- **TASK MATERIAL**:
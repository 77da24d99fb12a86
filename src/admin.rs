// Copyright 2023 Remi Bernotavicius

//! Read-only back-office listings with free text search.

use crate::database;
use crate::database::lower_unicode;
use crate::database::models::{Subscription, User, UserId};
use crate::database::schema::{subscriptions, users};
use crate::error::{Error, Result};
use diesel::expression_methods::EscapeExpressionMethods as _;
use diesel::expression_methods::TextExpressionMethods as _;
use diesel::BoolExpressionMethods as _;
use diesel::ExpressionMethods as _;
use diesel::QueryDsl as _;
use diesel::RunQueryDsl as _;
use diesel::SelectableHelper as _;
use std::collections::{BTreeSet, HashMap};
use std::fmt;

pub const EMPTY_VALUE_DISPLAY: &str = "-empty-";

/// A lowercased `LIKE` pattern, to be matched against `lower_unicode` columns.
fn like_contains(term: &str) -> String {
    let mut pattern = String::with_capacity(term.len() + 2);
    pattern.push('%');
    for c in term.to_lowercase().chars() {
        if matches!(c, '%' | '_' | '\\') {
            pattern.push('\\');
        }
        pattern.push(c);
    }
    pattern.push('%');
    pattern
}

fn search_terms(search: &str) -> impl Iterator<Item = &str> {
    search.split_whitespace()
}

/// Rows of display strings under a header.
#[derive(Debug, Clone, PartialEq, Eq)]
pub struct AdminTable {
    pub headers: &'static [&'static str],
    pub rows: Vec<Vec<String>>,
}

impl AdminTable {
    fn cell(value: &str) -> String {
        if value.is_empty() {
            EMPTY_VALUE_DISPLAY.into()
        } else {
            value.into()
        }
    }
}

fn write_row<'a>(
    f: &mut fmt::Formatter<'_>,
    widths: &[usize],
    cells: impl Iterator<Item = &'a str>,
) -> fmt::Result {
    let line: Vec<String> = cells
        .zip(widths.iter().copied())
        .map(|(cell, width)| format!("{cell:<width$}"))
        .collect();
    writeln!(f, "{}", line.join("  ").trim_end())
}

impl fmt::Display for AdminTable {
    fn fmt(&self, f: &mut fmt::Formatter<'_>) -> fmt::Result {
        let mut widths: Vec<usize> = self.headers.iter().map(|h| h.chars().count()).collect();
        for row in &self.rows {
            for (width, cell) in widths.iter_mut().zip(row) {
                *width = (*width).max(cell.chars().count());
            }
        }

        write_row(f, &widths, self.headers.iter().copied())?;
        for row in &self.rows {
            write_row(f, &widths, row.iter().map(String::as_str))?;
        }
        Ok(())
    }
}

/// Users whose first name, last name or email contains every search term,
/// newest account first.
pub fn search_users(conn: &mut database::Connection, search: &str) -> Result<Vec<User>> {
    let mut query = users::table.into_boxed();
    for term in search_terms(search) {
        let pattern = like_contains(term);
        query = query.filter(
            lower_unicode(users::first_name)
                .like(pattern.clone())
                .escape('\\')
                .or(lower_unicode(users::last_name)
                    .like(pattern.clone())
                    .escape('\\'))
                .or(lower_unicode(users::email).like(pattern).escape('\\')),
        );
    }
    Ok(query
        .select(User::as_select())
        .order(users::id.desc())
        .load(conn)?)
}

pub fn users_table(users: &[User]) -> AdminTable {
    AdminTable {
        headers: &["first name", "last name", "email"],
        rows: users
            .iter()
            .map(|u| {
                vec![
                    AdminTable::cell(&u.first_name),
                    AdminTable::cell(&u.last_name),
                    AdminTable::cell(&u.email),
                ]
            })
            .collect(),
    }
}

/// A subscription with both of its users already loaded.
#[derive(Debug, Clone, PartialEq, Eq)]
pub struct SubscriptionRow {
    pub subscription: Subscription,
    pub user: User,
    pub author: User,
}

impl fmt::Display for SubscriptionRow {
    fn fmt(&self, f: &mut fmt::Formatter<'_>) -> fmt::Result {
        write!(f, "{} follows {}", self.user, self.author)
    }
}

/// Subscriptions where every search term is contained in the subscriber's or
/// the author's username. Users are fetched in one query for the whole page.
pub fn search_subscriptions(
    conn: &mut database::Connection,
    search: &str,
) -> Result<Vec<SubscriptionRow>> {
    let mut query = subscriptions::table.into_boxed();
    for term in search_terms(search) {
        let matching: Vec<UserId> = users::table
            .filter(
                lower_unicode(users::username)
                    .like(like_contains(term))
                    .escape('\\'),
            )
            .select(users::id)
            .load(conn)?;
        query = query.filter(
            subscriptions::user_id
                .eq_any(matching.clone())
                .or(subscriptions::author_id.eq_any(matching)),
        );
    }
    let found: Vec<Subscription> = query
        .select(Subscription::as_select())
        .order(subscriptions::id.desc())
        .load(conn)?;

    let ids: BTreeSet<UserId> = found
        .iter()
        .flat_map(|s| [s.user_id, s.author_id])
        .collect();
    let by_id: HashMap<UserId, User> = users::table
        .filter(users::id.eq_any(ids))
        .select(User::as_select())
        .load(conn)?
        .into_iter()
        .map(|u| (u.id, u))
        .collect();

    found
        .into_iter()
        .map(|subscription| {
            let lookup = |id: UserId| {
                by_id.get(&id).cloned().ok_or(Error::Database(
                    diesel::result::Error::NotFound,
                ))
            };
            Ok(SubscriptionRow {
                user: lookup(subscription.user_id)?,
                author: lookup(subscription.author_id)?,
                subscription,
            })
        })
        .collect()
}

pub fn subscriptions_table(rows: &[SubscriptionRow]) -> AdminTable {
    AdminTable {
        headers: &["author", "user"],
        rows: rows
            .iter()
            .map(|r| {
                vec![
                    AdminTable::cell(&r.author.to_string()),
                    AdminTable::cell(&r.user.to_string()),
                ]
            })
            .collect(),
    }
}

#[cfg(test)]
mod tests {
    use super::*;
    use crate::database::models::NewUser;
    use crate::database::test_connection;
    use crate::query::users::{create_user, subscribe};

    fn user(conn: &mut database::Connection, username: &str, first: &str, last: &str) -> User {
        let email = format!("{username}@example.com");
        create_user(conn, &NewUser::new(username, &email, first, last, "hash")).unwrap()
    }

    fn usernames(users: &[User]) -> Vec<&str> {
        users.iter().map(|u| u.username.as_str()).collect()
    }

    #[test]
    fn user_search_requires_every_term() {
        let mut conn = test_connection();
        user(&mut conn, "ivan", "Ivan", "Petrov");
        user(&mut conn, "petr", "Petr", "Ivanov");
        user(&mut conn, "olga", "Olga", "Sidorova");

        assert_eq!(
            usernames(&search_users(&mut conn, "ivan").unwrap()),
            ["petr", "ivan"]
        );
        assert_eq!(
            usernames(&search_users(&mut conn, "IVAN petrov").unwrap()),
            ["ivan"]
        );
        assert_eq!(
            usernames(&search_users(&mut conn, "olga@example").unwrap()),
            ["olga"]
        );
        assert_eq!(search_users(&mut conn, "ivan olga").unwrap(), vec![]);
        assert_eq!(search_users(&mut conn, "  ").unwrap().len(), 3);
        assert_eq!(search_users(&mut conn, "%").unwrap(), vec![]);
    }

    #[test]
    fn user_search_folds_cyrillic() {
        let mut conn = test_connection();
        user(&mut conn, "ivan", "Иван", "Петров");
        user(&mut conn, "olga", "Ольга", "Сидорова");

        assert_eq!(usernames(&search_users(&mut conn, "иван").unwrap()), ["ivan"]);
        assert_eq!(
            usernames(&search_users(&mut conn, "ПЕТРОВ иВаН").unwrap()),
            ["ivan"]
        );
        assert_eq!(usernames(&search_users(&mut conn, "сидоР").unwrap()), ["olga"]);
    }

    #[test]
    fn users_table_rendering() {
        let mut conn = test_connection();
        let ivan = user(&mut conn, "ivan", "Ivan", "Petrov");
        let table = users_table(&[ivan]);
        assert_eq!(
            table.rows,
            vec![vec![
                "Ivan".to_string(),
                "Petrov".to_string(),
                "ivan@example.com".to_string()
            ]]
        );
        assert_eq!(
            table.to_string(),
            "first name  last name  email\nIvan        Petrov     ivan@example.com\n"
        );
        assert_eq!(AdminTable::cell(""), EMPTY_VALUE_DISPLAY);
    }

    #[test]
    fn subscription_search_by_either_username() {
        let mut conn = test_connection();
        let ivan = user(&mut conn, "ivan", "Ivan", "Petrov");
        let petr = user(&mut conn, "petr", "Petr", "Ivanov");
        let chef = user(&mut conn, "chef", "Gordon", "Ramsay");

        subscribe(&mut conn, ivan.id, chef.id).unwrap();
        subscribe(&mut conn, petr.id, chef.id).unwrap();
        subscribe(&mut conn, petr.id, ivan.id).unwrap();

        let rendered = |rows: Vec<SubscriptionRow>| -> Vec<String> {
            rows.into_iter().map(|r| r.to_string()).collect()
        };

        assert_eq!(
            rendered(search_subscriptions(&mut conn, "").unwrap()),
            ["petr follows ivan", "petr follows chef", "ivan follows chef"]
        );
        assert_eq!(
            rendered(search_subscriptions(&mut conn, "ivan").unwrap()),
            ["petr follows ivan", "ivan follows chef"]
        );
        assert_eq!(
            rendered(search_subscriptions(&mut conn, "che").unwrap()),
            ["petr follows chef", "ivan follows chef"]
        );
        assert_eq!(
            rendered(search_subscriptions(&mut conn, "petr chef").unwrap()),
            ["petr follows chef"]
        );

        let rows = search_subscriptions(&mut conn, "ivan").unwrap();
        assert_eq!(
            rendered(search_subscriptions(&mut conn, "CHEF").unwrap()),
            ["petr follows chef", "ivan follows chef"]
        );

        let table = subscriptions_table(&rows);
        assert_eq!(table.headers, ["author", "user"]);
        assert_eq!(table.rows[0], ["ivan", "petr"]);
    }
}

- **WORK TO COMPLETE**: Select and copy every line of the material that holds the string "diesel".

- **RESULT OF THIS TASK**:
use diesel::expression_methods::EscapeExpressionMethods as _;
use diesel::expression_methods::TextExpressionMethods as _;
use diesel::BoolExpressionMethods as _;
use diesel::ExpressionMethods as _;
use diesel::QueryDsl as _;
use diesel::RunQueryDsl as _;
use diesel::SelectableHelper as _;
                    diesel::result::Error::NotFound,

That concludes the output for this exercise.